Para Robin, a pedreira tem potencial para ser um parque estadual de visitação. “Ela é enorme. O pessoal utiliza para rapel, canoagem e tem essa parte social de treinamento da segurança pública. Tudo isso será perdido.”

Ele argumenta, a partir da informação de um engenheiro da Sanepar, que a água captada da pedreira seria suficiente para abastecer apenas alguns bairros da Capital por dez dias. A empresa, no entanto, afirma que os quase dois bilhões de litros de água contidos na lagoa da pedreira suprem a demanda de uma população de 60 mil pessoas durante três meses.

“É óbvio que entendemos que a água é um bem comum de todos, é fundamental para higiene, ainda mais no meio de uma pandemia, mas a Sanepar sabe muito bem que existem alternativas para preservar esse ambiente único. Não dá pra deixar essa pedreira como a última das opções e utilizar outras, que não têm tanta vida?”, questiona o mergulhador.

O Corpo de Bombeiros afirma que o local tem características boas para treinamento, mas que existem outros locais no estado onde atividades dessa natureza poderia ser realizadas. “Entendemos o esvaziamento da pedreira como algo prioritário para a questão da gestão hídrica do estado, especialmente na região de Curitiba, por conta da estiagem. Temos uma emergência hídrica que precisa ser tratada dessa forma”, diz o Major Eduardo Gomes Pinheiro, do Comando do Corpo de Bombeiros Militar do Paraná.

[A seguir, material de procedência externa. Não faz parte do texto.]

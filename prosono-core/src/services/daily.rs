//! Daily survey service
//!
//! The single-step sibling of the assessment pipeline: validates the nightly
//! log draft, shapes the wire payload and submits it. Validation failures
//! never reach the network.

use std::sync::Arc;

use crate::adapters::api::{ApiClient, DailySurveyCreated, DailySurveyPayload, DailySurveyRecord};
use crate::domain::date;
use crate::domain::result::{Error, Result};
use crate::domain::DailySurveyDraft;

pub struct DailySurveyService {
    api: Arc<ApiClient>,
}

impl DailySurveyService {
    pub fn new(api: Arc<ApiClient>) -> Self {
        Self { api }
    }

    /// Validate the draft and shape the outbound payload
    ///
    /// Times are normalized to zero-padded HH:MM, the entered sleep duration
    /// becomes total minutes, the date goes to wire format, and a blank note
    /// is omitted entirely rather than sent as an empty string.
    pub fn build_payload(draft: &DailySurveyDraft) -> Result<DailySurveyPayload> {
        draft.validate()?;

        let wake_time = date::normalize_time(&draft.wake_time)
            .ok_or_else(|| Error::validation("Invalid wake-up time"))?;
        let bedtime = date::normalize_time(&draft.bedtime)
            .ok_or_else(|| Error::validation("Invalid bedtime"))?;
        let total_sleep_minutes = date::duration_to_minutes(&draft.sleep_duration)
            .ok_or_else(|| Error::validation("Invalid sleep duration"))?;

        let note = draft.note.trim();
        let note = if note.is_empty() {
            None
        } else {
            Some(note.to_string())
        };

        Ok(DailySurveyPayload {
            wake_time,
            bedtime,
            minutes_to_fall_asleep: draft.minutes_to_fall_asleep,
            night_awakenings: draft.night_awakenings,
            total_sleep_minutes,
            sleep_quality: draft.sleep_quality,
            note,
            survey_date: date::to_wire_date(&draft.survey_date),
        })
    }

    pub async fn submit(&self, draft: &DailySurveyDraft) -> Result<DailySurveyCreated> {
        let payload = Self::build_payload(draft)?;
        self.api.submit_daily_survey(&payload).await
    }

    /// Latest stored nightly log, or `None` when the participant has none yet
    pub async fn latest(&self) -> Result<Option<DailySurveyRecord>> {
        self.api.latest_daily_survey().await
    }
}

#[cfg(test)]
mod tests {
    use super::*;

    fn filled_draft() -> DailySurveyDraft {
        DailySurveyDraft {
            wake_time: "07:30".to_string(),
            bedtime: "23:00".to_string(),
            minutes_to_fall_asleep: 15,
            night_awakenings: 2,
            sleep_duration: "08:15".to_string(),
            sleep_quality: 4,
            note: String::new(),
            survey_date: "26-12-2024".to_string(),
        }
    }

    #[test]
    fn test_sleep_duration_becomes_total_minutes() {
        let payload = DailySurveyService::build_payload(&filled_draft()).unwrap();
        assert_eq!(payload.total_sleep_minutes, 495);
        assert_eq!(payload.wake_time, "07:30");
        assert_eq!(payload.bedtime, "23:00");
    }

    #[test]
    fn test_times_are_normalized() {
        let mut draft = filled_draft();
        draft.wake_time = "7:30".to_string();
        draft.bedtime = "23:5".to_string();
        let payload = DailySurveyService::build_payload(&draft).unwrap();
        assert_eq!(payload.wake_time, "07:30");
        assert_eq!(payload.bedtime, "23:05");
    }

    #[test]
    fn test_date_goes_out_in_wire_format() {
        let payload = DailySurveyService::build_payload(&filled_draft()).unwrap();
        assert_eq!(payload.survey_date, "2024-12-26");
    }

    #[test]
    fn test_blank_note_is_omitted() {
        let mut draft = filled_draft();
        draft.note = "   ".to_string();
        let payload = DailySurveyService::build_payload(&draft).unwrap();
        assert_eq!(payload.note, None);

        let value = serde_json::to_value(&payload).unwrap();
        assert!(!value.as_object().unwrap().contains_key("observacaoNoitePassada"));
    }

    #[test]
    fn test_nonblank_note_is_trimmed_and_kept() {
        let mut draft = filled_draft();
        draft.note = "  slept with the window open  ".to_string();
        let payload = DailySurveyService::build_payload(&draft).unwrap();
        assert_eq!(payload.note.as_deref(), Some("slept with the window open"));
    }

    #[test]
    fn test_invalid_draft_builds_no_payload() {
        let mut draft = filled_draft();
        draft.wake_time = "24:00".to_string();
        assert!(DailySurveyService::build_payload(&draft).is_err());
    }
}
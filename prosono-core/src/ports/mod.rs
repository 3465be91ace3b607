//! Port definitions (hexagonal architecture)
//!
//! Ports define the interfaces for external dependencies. The core domain
//! depends only on these traits, not on concrete implementations.

mod token_store;

pub use token_store::TokenStore;
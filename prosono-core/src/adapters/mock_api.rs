//! Mock ProSono backend for testing
//!
//! A small HTTP server that simulates the ProSono API so session and survey
//! flows can be exercised end-to-end without a real deployment. It implements
//! the same response shapes as the real backend:
//!
//! - POST /auth/login returns { accessToken, tokenType }
//! - POST /auth/refresh returns { token, refreshToken }
//! - GET /user returns the full user record
//! - the three evaluation endpoints return { id }
//! - /daily-surveys returns the stored record or 404
//!
//! Failure switches in `MockConfig` simulate per-endpoint outages, and every
//! received request is recorded for payload assertions.

use std::io::{Read, Write};
use std::net::{TcpListener, TcpStream};
use std::sync::atomic::{AtomicBool, Ordering};
use std::sync::{Arc, Mutex};
use std::thread;

use base64::engine::general_purpose::URL_SAFE_NO_PAD;
use base64::Engine;
use chrono::Utc;
use serde_json::{json, Value as JsonValue};

/// Mock ProSono server for testing
pub struct MockProsonoServer {
    port: u16,
    running: Arc<AtomicBool>,
    thread_handle: Option<thread::JoinHandle<()>>,
    requests: Arc<Mutex<Vec<RecordedRequest>>>,
}

/// One request as received by the mock server
#[derive(Debug, Clone)]
pub struct RecordedRequest {
    pub method: String,
    pub path: String,
    pub body: JsonValue,
}

/// Configuration for mock behavior
#[derive(Debug, Clone)]
pub struct MockConfig {
    /// POST /auth/login returns 401
    pub fail_login: bool,
    /// GET /user returns 500
    pub fail_user_fetch: bool,
    /// POST /my-sleep-surveys returns 500
    pub fail_attitude: bool,
    /// POST /cleveland-surveys returns 500
    pub fail_frequency: bool,
    /// POST /surveys returns 500
    pub fail_knowledge: bool,
    /// POST /auth/refresh returns 401
    pub fail_refresh: bool,
    /// POST /auth/register returns 409
    pub duplicate_registration: bool,
    /// GET /daily-surveys returns 404
    pub no_daily_survey: bool,
    /// Offset applied to the exp claim of issued tokens
    /// (negative = issue already-expired tokens)
    pub token_exp_offset_secs: i64,
}

impl Default for MockConfig {
    fn default() -> Self {
        Self {
            fail_login: false,
            fail_user_fetch: false,
            fail_attitude: false,
            fail_frequency: false,
            fail_knowledge: false,
            fail_refresh: false,
            duplicate_registration: false,
            no_daily_survey: true,
            token_exp_offset_secs: 3600,
        }
    }
}

/// Build an unsigned JWT-shaped token whose exp claim is `offset_secs` from now
pub fn issue_token(offset_secs: i64) -> String {
    let header = URL_SAFE_NO_PAD.encode(br#"{"alg":"HS256","typ":"JWT"}"#);
    let exp = Utc::now().timestamp() + offset_secs;
    let payload = URL_SAFE_NO_PAD.encode(format!(r#"{{"sub":"user-1","exp":{exp}}}"#));
    format!("{header}.{payload}.mock-signature")
}

/// The full user record the mock's GET /user returns
pub fn sample_user() -> JsonValue {
    json!({
        "id": "user-1",
        "email": "ana@example.com",
        "firstName": "Ana",
        "lastName": "Silva",
        "birthDate": "2009-06-01",
        "gender": "F",
        "school": "Escola Secundária",
        "schoolYear": 10,
        "status": "sleep_tracking",
        "evaluationSurveys": [],
        "dailySurveys": {
            "target": 14,
            "dates": [],
            "streak": 0,
            "meanSleepDuration": {"last7Days": null, "last15Days": null, "last30Days": null},
            "meanWakeTime": {"last7Days": null, "last15Days": null, "last30Days": null},
            "meanBedtime": {"last7Days": null, "last15Days": null, "last30Days": null},
            "meanTimeToSleep": {"last7Days": null, "last15Days": null, "last30Days": null},
            "meanNightAwakenings": {"last7Days": null, "last15Days": null, "last30Days": null},
            "meanSleepQuality": {"last7Days": null, "last15Days": null, "last30Days": null}
        },
        "createdAt": "2024-11-01T10:00:00Z",
        "updatedAt": "2024-12-27T08:30:00Z"
    })
}

impl MockProsonoServer {
    /// Start a new mock server on a random available port
    pub fn start(config: MockConfig) -> std::io::Result<Self> {
        let listener = TcpListener::bind("127.0.0.1:0")?;
        let port = listener.local_addr()?.port();
        let running = Arc::new(AtomicBool::new(true));
        let running_clone = running.clone();
        let requests: Arc<Mutex<Vec<RecordedRequest>>> = Arc::new(Mutex::new(Vec::new()));
        let requests_clone = requests.clone();

        // Non-blocking accept loop so stop() can shut the thread down
        listener.set_nonblocking(true)?;

        let thread_handle = thread::spawn(move || {
            while running_clone.load(Ordering::SeqCst) {
                match listener.accept() {
                    Ok((stream, _)) => {
                        let cfg = config.clone();
                        let reqs = requests_clone.clone();
                        thread::spawn(move || {
                            handle_connection(stream, &cfg, &reqs);
                        });
                    }
                    Err(ref e) if e.kind() == std::io::ErrorKind::WouldBlock => {
                        thread::sleep(std::time::Duration::from_millis(10));
                    }
                    Err(_) => break,
                }
            }
        });

        Ok(Self {
            port,
            running,
            thread_handle: Some(thread_handle),
            requests,
        })
    }

    pub fn port(&self) -> u16 {
        self.port
    }

    /// Base URL for pointing an `ApiClient` at this server
    pub fn base_url(&self) -> String {
        format!("http://127.0.0.1:{}", self.port)
    }

    /// Everything received so far
    pub fn requests(&self) -> Vec<RecordedRequest> {
        self.requests
            .lock()
            .unwrap_or_else(|e| e.into_inner())
            .clone()
    }

    /// Requests for one method + path
    pub fn requests_to(&self, method: &str, path: &str) -> Vec<RecordedRequest> {
        self.requests()
            .into_iter()
            .filter(|r| r.method == method && r.path == path)
            .collect()
    }

    /// Stop the mock server
    pub fn stop(&mut self) {
        self.running.store(false, Ordering::SeqCst);
        if let Some(handle) = self.thread_handle.take() {
            let _ = handle.join();
        }
    }
}

impl Drop for MockProsonoServer {
    fn drop(&mut self) {
        self.stop();
    }
}

fn handle_connection(
    mut stream: TcpStream,
    config: &MockConfig,
    requests: &Arc<Mutex<Vec<RecordedRequest>>>,
) {
    let Some((method, path, headers, body)) = read_request(&mut stream) else {
        send_response(&mut stream, 400, "Bad Request", r#"{"message":"bad request"}"#);
        return;
    };

    let body_json: JsonValue = serde_json::from_str(&body).unwrap_or(JsonValue::Null);
    requests
        .lock()
        .unwrap_or_else(|e| e.into_inner())
        .push(RecordedRequest {
            method: method.clone(),
            path: path.clone(),
            body: body_json.clone(),
        });

    let has_bearer = headers.to_lowercase().contains("authorization: bearer ");

    match (method.as_str(), path.as_str()) {
        ("POST", "/auth/login") => {
            if config.fail_login {
                send_json(&mut stream, 401, &json!({"message": "Invalid credentials"}));
            } else {
                let token = issue_token(config.token_exp_offset_secs);
                send_json(
                    &mut stream,
                    200,
                    &json!({"accessToken": token, "tokenType": "bearer"}),
                );
            }
        }
        ("POST", "/auth/register") => {
            if config.duplicate_registration {
                send_json(
                    &mut stream,
                    409,
                    &json!({"message": "Email already registered"}),
                );
            } else {
                send_json(&mut stream, 200, &json!({}));
            }
        }
        ("POST", "/auth/refresh") => {
            if config.fail_refresh {
                send_json(
                    &mut stream,
                    401,
                    &json!({"message": "Invalid refresh token"}),
                );
            } else {
                let token = issue_token(3600);
                send_json(
                    &mut stream,
                    200,
                    &json!({"token": token, "refreshToken": "rotated-refresh-token"}),
                );
            }
        }
        ("POST", "/auth/logout") => {
            send_json(&mut stream, 200, &json!({}));
        }
        ("GET", "/user") => {
            if !has_bearer {
                send_json(&mut stream, 401, &json!({"message": "Not authenticated"}));
            } else if config.fail_user_fetch {
                send_json(&mut stream, 500, &json!({"message": "Internal server error"}));
            } else {
                send_json(&mut stream, 200, &sample_user());
            }
        }
        ("PUT", "/user") => {
            if !has_bearer {
                send_json(&mut stream, 401, &json!({"message": "Not authenticated"}));
            } else {
                // Overlay the submitted fields on the canonical record
                let mut user = sample_user();
                if let (Some(user_obj), Some(update)) =
                    (user.as_object_mut(), body_json.as_object())
                {
                    for (key, value) in update {
                        user_obj.insert(key.clone(), value.clone());
                    }
                }
                send_json(&mut stream, 200, &user);
            }
        }
        ("POST", "/my-sleep-surveys") => {
            if config.fail_attitude {
                send_json(&mut stream, 500, &json!({"message": "Internal server error"}));
            } else {
                send_json(&mut stream, 200, &json!({"id": 101}));
            }
        }
        ("POST", "/cleveland-surveys") => {
            if config.fail_frequency {
                send_json(&mut stream, 500, &json!({"message": "Internal server error"}));
            } else {
                send_json(&mut stream, 200, &json!({"id": 202}));
            }
        }
        ("POST", "/surveys") => {
            if config.fail_knowledge {
                send_json(&mut stream, 500, &json!({"message": "Internal server error"}));
            } else {
                send_json(&mut stream, 200, &json!({"id": 303}));
            }
        }
        ("POST", "/daily-surveys") => {
            send_json(
                &mut stream,
                200,
                &json!({
                    "id": "daily-1",
                    "createdAt": "2024-12-26T08:00:00Z",
                    "updatedAt": "2024-12-26T08:00:00Z"
                }),
            );
        }
        ("GET", "/daily-surveys") => {
            if config.no_daily_survey {
                send_json(&mut stream, 404, &json!({"message": "No daily survey found"}));
            } else {
                send_json(
                    &mut stream,
                    200,
                    &json!({
                        "id": 1,
                        "horaLevantasteHoje": "07:30",
                        "horaDeitasteOntem": "23:00",
                        "tempoAteAdormecer": 15,
                        "vezesAcordasteNoite": 1,
                        "horasQueDormiste": 480,
                        "qualidadeSonoNoite": 4,
                        "surveyDate": "2024-12-26"
                    }),
                );
            }
        }
        _ => {
            send_json(&mut stream, 404, &json!({"message": "Endpoint not found"}));
        }
    }
}

/// Read one HTTP/1.1 request: request line, headers, then Content-Length bytes
fn read_request(stream: &mut TcpStream) -> Option<(String, String, String, String)> {
    let mut raw = Vec::new();
    let mut buffer = [0u8; 1024];

    // Read until the end of the headers
    let header_end = loop {
        let n = stream.read(&mut buffer).ok()?;
        if n == 0 {
            return None;
        }
        raw.extend_from_slice(&buffer[..n]);
        if let Some(pos) = find_header_end(&raw) {
            break pos;
        }
        if raw.len() > 64 * 1024 {
            return None;
        }
    };

    let head = String::from_utf8_lossy(&raw[..header_end]).to_string();
    let mut lines = head.lines();
    let request_line = lines.next()?;
    let mut parts = request_line.split_whitespace();
    let method = parts.next()?.to_string();
    let path = parts.next()?.split('?').next()?.to_string();

    let content_length = head
        .lines()
        .find_map(|line| {
            let (name, value) = line.split_once(':')?;
            if name.eq_ignore_ascii_case("content-length") {
                value.trim().parse::<usize>().ok()
            } else {
                None
            }
        })
        .unwrap_or(0);

    // Read the remainder of the body
    let mut body_bytes = raw[header_end + 4..].to_vec();
    while body_bytes.len() < content_length {
        let n = stream.read(&mut buffer).ok()?;
        if n == 0 {
            break;
        }
        body_bytes.extend_from_slice(&buffer[..n]);
    }

    let body = String::from_utf8_lossy(&body_bytes[..content_length.min(body_bytes.len())])
        .to_string();
    Some((method, path, head, body))
}

fn find_header_end(raw: &[u8]) -> Option<usize> {
    raw.windows(4).position(|w| w == b"\r\n\r\n")
}

fn send_json(stream: &mut TcpStream, status: u16, body: &JsonValue) {
    let text = body.to_string();
    let status_text = match status {
        200 => "OK",
        400 => "Bad Request",
        401 => "Unauthorized",
        404 => "Not Found",
        409 => "Conflict",
        500 => "Internal Server Error",
        _ => "Error",
    };
    send_response(stream, status, status_text, &text);
}

fn send_response(stream: &mut TcpStream, status: u16, status_text: &str, body: &str) {
    let response = format!(
        "HTTP/1.1 {} {}\r\nContent-Type: application/json\r\nContent-Length: {}\r\nConnection: close\r\n\r\n{}",
        status,
        status_text,
        body.len(),
        body
    );
    let _ = stream.write_all(response.as_bytes());
    let _ = stream.flush();
}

Corpo de bombeiros realiza treinamentos no local antes do esvaziamento. Crédito: Reinaldo Alberti

Sem acordo

Em tentativa de diálogo, ambientalistas e mergulhadores participaram de uma reunião virtual com a Sanepar na última sexta-feira (10). Segundo Robin, apesar da afirmação de um dos engenheiros da Companhia presentes na reunião de que existem outras fontes de captação de água, a Sanepar se manteve irredutível.

“Não tivemos nem um acordo, como tirar 10% dali e ir para outros lugares, sem comprometer a viabilidade ecológica, social e ambiental do local. Estão ali porque é menos custoso. Eles têm outra opção, que é bombear água do reservatório da refinaria da Petrobrás (Repar), por exemplo.”, diz o engenheiro agrônomo.

O caso chegou à Comissão de Ecologia, Meio Ambiente e Proteção Animal da Assembleia Legislativa do Paraná (Alep). Em documento enviado à Prefeitura de Campo Magro, à Sanepar e à Secretaria do Desenvolvimento Sustentável e do Turismo do Estado do Paraná, o presidente da comissão, deputado estadual Goura (PDT), pede que “sejam interrompidas imediatamente as ações de bombeamento de água da Pedreira Maringá e estabelecido diálogo público entre as partes interessadas, com apresentação do devido estudo dos impactos socioambientais da drenagem do local e das possíveis alternativas.” O Ministério Público (MP-PR) também analisa a questão.

Sanepar

De acordo com a Sanepar, a crise hídrica afetou a vazão de rios e poços e o nível das quatro barragens do sistema integrado de abastecimento de Curitiba e Região Metropolitana, que hoje contam com 34,8% da capacidade de reserva.

A empresa afirma estar buscando água em fontes alternativas, como a Pedreira Malhada, em São José dos Pinhais, as cavas da Fazenda Rio Grande e no Parque das Águas, em Pinhais.

“São várias medidas mitigatórias adotadas pela Sanepar nesse período. A Sanepar tem autorização dos proprietários da Pedreira Maringá e outorga do Instituto Água e Terra (IAT). Além disso, o decreto do Governo do Estado prioriza o uso da água para abastecimento humano.”